Poi le asperità e l’astio che c’è, oramai incolmabile, durerà all’infinito. Ma almeno trovare soluzioni affinché i popoli non si facciano la guerra e peggio ancora coinvolgano degli innocenti.
Va detto anche che nella notte, l’ufficio del primo ministro israeliano, Benyamin Netanyahu, aveva scritto, sempre su X, una rettifica in merito ai “resoconti errati” relativa al cessate il fuoco richiesto dagli Stati Uniti. Ed in effetti ad inizio settimana erano gli States a proporre il cessate il fuoco in Libano.
La risposta del primo ministro però arriva alle prime ore del mattino di oggi. E dice che “Israele condivide gli obiettivi dell’iniziativa, volti a consentire alle persone di tornare in sicurezza nelle proprie case lungo il confine settentrionale ed apprezza gli sforzi degli Usa in questo senso”.
Ma nel frattempo continuano a partire e arrivare missili lanciati dal Libano verso Haifa. Sono stati abbattuti, ma sono anche partiti. Segno di scarsa sensibilità al problema o voglia di non recedere in questa fase. Lo ha dichiarato Israeli Defense Forces. Sempre l’Idf fa sapere che “dallo Yemen lanciato un missile terra-terra”. Era un missile diretto al centro di Israele.

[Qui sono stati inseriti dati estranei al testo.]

//! Background reconciliation of epic status from descendant state.

use std::sync::atomic::{AtomicBool, Ordering};
use std::sync::Arc;
use tokio::time::interval;

use super::engine::WorkflowEngine;

/// Periodically sweeps every non-terminal epic through
/// `update_epic_from_stories`. Stop is cooperative: `stop()` flips a shared
/// flag that the loop observes on its next tick.
pub struct Reconciler {
    engine: Arc<WorkflowEngine>,
    running: Arc<AtomicBool>,
}

impl Reconciler {
    pub fn new(engine: Arc<WorkflowEngine>) -> Self {
        Self {
            engine,
            running: Arc::new(AtomicBool::new(false)),
        }
    }

    pub fn is_running(&self) -> bool {
        self.running.load(Ordering::Relaxed)
    }

    pub fn stop(&self) {
        tracing::info!("Stopping reconciler");
        self.running.store(false, Ordering::Relaxed);
    }

    /// Drive the reconciliation loop until stopped. The first tick fires
    /// after one full period.
    pub async fn run(&self) {
        self.running.store(true, Ordering::Relaxed);
        let period = self.engine.config().progress_update_freq;
        tracing::info!("Reconciler started, period {:?}", period);

        let mut ticker = interval(period);
        // Consume the immediate first tick so the sweep waits a full period.
        ticker.tick().await;

        while self.running.load(Ordering::Relaxed) {
            ticker.tick().await;
            if !self.running.load(Ordering::Relaxed) {
                break;
            }
            match self.engine.reconcile_all() {
                Ok(count) => tracing::debug!("Reconciled {} epics", count),
                Err(e) => tracing::warn!("Reconciliation sweep failed: {}", e),
            }
        }

        tracing::info!("Reconciler stopped");
    }
}
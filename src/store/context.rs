//! Read-only typed access to the current-work documents.
//!
//! These documents are produced by the CLI collaborator as the user walks
//! down the Epic → Story → Task hierarchy; the core only ever reads them.

use serde::{Deserialize, Serialize};
use std::path::{Path, PathBuf};

use super::models::{Epic, StoryStatus, UserStory};
use super::StoreError;

pub const CURRENT_EPIC_PATH: &str = "docs/2-current-epic/current-epic.json";
pub const CURRENT_STORY_PATH: &str = "docs/2-current-epic/current-story.json";
pub const STORIES_PATH: &str = "docs/2-current-epic/stories.json";
pub const CURRENT_TASK_PATH: &str = "docs/3-current-task/current-task.json";

/// Story collection for the current epic.
#[derive(Debug, Clone, Serialize, Deserialize)]
pub struct StoriesDocument {
    #[serde(default)]
    pub stories: Vec<UserStory>,
}

/// The task currently being executed.
#[derive(Debug, Clone, Serialize, Deserialize)]
pub struct CurrentTask {
    pub id: String,
    pub title: String,
    #[serde(default)]
    pub status: StoryStatus,
    #[serde(skip_serializing_if = "Option::is_none")]
    pub story_id: Option<String>,
    #[serde(default)]
    pub description: String,
}

/// Reader over the per-project current-work documents.
#[derive(Clone)]
pub struct ContextReader {
    project_root: PathBuf,
}

impl ContextReader {
    pub fn new(project_root: impl Into<PathBuf>) -> Self {
        Self {
            project_root: project_root.into(),
        }
    }

    /// The epic currently selected for work, if any.
    pub fn current_epic(&self) -> Result<Option<Epic>, StoreError> {
        self.read_optional(CURRENT_EPIC_PATH)
    }

    /// The story currently in flight, if any.
    pub fn current_story(&self) -> Result<Option<UserStory>, StoreError> {
        self.read_optional(CURRENT_STORY_PATH)
    }

    /// All stories of the current epic; an absent document reads as empty.
    pub fn stories(&self) -> Result<Vec<UserStory>, StoreError> {
        Ok(self
            .read_optional::<StoriesDocument>(STORIES_PATH)?
            .map(|doc| doc.stories)
            .unwrap_or_default())
    }

    /// The task currently being executed, if any.
    pub fn current_task(&self) -> Result<Option<CurrentTask>, StoreError> {
        self.read_optional(CURRENT_TASK_PATH)
    }

    fn read_optional<T: serde::de::DeserializeOwned>(
        &self,
        relative: &str,
    ) -> Result<Option<T>, StoreError> {
        let path = self.project_root.join(relative);
        if !path.exists() {
            return Ok(None);
        }
        let raw = std::fs::read_to_string(&path).map_err(|e| StoreError::Io {
            path: path.clone(),
            source: e,
        })?;
        let parsed = serde_json::from_str(&raw)
            .map_err(|e| StoreError::Parse(format!("{}: {}", display_relative(&path), e)))?;
        Ok(Some(parsed))
    }
}

fn display_relative(path: &Path) -> String {
    path.to_string_lossy().to_string()
}
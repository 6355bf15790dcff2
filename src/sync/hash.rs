//! File digests and canonical tree walks.

use sha2::{Digest, Sha256};
use std::fs::File;
use std::io::Read;
use std::path::Path;
use walkdir::WalkDir;

use super::SyncError;

/// Hex-encoded SHA-256 of a file's content, computed in 8 KiB chunks.
pub fn file_digest(path: &Path) -> Result<String, SyncError> {
    let mut file = File::open(path).map_err(|e| SyncError::io(path, e))?;
    let mut hasher = Sha256::new();
    let mut buf = [0u8; 8192];
    loop {
        let n = file.read(&mut buf).map_err(|e| SyncError::io(path, e))?;
        if n == 0 {
            break;
        }
        hasher.update(&buf[..n]);
    }
    Ok(format!("{:x}", hasher.finalize()))
}

/// Enumerate regular files beneath `root` as forward-slash relative paths,
/// sorted lexicographically. Symlinks are not followed; directories produce
/// no entries.
pub fn walk_files(root: &Path) -> Result<Vec<String>, SyncError> {
    let mut paths = Vec::new();
    for entry in WalkDir::new(root).follow_links(false) {
        let entry = entry.map_err(|e| SyncError::Walk {
            path: root.to_path_buf(),
            source: e,
        })?;
        if !entry.file_type().is_file() {
            continue;
        }
        paths.push(relative_path(root, entry.path()));
    }
    paths.sort();
    Ok(paths)
}

/// Forward-slash path of `path` relative to `root`, with no leading slash.
pub fn relative_path(root: &Path, path: &Path) -> String {
    let rel = path.strip_prefix(root).unwrap_or(path);
    let joined = rel
        .components()
        .map(|c| c.as_os_str().to_string_lossy())
        .collect::<Vec<_>>()
        .join("/");
    joined.trim_start_matches('/').to_string()
}
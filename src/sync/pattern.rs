//! Glob matching over forward-slash relative paths.
//!
//! The vocabulary is basic glob (`*`, `?`, bracket classes; `*` does not
//! cross `/`) extended with four `**` forms:
//!
//! - `prefix/**`: any path equal to `prefix` or under `prefix/`
//! - `**/suffix`: any path equal to `suffix` or ending in `/suffix`
//! - `prefix/**/suffix`: both of the above conditions together
//! - `**`: every path
//!
//! A `**` in any other position is handed to the glob engine unchanged.
//! Malformed patterns silently match nothing; `validate_pattern` surfaces
//! them when a caller explicitly asks.

use glob::{MatchOptions, Pattern};

use super::{Change, SyncError};

fn glob_options() -> MatchOptions {
    MatchOptions {
        case_sensitive: true,
        require_literal_separator: true,
        require_literal_leading_dot: false,
    }
}

fn prefix_holds(path: &str, prefix: &str) -> bool {
    path == prefix || path.starts_with(&format!("{}/", prefix))
}

fn suffix_holds(path: &str, suffix: &str) -> bool {
    path == suffix || path.ends_with(&format!("/{}", suffix))
}

/// Match one relative path against one pattern.
pub fn matches_pattern(path: &str, pattern: &str) -> bool {
    if pattern == "**" {
        return true;
    }

    if let Some(idx) = pattern.find("/**/") {
        let prefix = &pattern[..idx];
        let suffix = &pattern[idx + 4..];
        return prefix_holds(path, prefix) && suffix_holds(path, suffix);
    }

    if let Some(prefix) = pattern.strip_suffix("/**") {
        return prefix_holds(path, prefix);
    }

    if let Some(suffix) = pattern.strip_prefix("**/") {
        return suffix_holds(path, suffix);
    }

    match Pattern::new(pattern) {
        Ok(p) => p.matches_with(path, glob_options()),
        Err(_) => false,
    }
}

/// True when the path satisfies at least one pattern. An empty set keeps
/// every path.
pub fn matches_any(path: &str, patterns: &[String]) -> bool {
    if patterns.is_empty() {
        return true;
    }
    patterns.iter().any(|p| matches_pattern(path, p))
}

/// Explicit validation for user-supplied patterns. Matching itself never
/// fails; this is the only place a malformed pattern surfaces.
pub fn validate_pattern(pattern: &str) -> Result<(), SyncError> {
    if pattern == "**"
        || pattern.find("/**/").is_some()
        || pattern.ends_with("/**")
        || pattern.starts_with("**/")
    {
        return Ok(());
    }
    Pattern::new(pattern)
        .map(|_| ())
        .map_err(|e| SyncError::Pattern(format!("{}: {}", pattern, e)))
}

/// Keep the changes whose path satisfies the filter set.
pub fn filter_changes(changes: Vec<Change>, patterns: &[String]) -> Vec<Change> {
    changes
        .into_iter()
        .filter(|c| matches_any(&c.path, patterns))
        .collect()
}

Si deve capire se le prime timide dichiarazioni distensive non siano altro che la continuazione di una guerra con altri mezzi oppure se all’avvicinarsi del 7 ottobre, quindi al primo anniversario di questo conflitto, si voglia provare a mettere la prima parola “fine”. Sempre nella laica certezza che l’astio col quale continueranno a riconoscersi questi popoli confinanti possa continuare ad essere governato con soluzioni che non prevedano il conflitto armato oppure la determinazione tesa all’eliminazione del popolo vicino.
Ed è in questo caso che alle parole convergenti sul valore della pace, bisognerà dare consistenza affinché questa pratica effettiva non diventi un’astrazione. Fare questo è possibile con la partecipazione e l’impegno forte di un altro paese intermedio a farsi da garante per entrambi. Dovrà essere equanime nel garantire i diritti di tutti. L’Europa, nonostante il grande impegno di alcuni stati (noi italiani compresi) non ha ancora l’autorevolezza a gestire un ruolo del genere. Sì, perché questo impegno deve andare oltre al sostegno umanitario – occupazione importante, giusta e onorevole.
Deve, in sostanza, sostenere l’onere di ciascuno al riconoscimento e al pieno rispetto nell’intero versante della scena in cui insiste la sua azione. Ed è questa intermediazione culturale il passaggio più complicato per la soluzione di questo conflitto.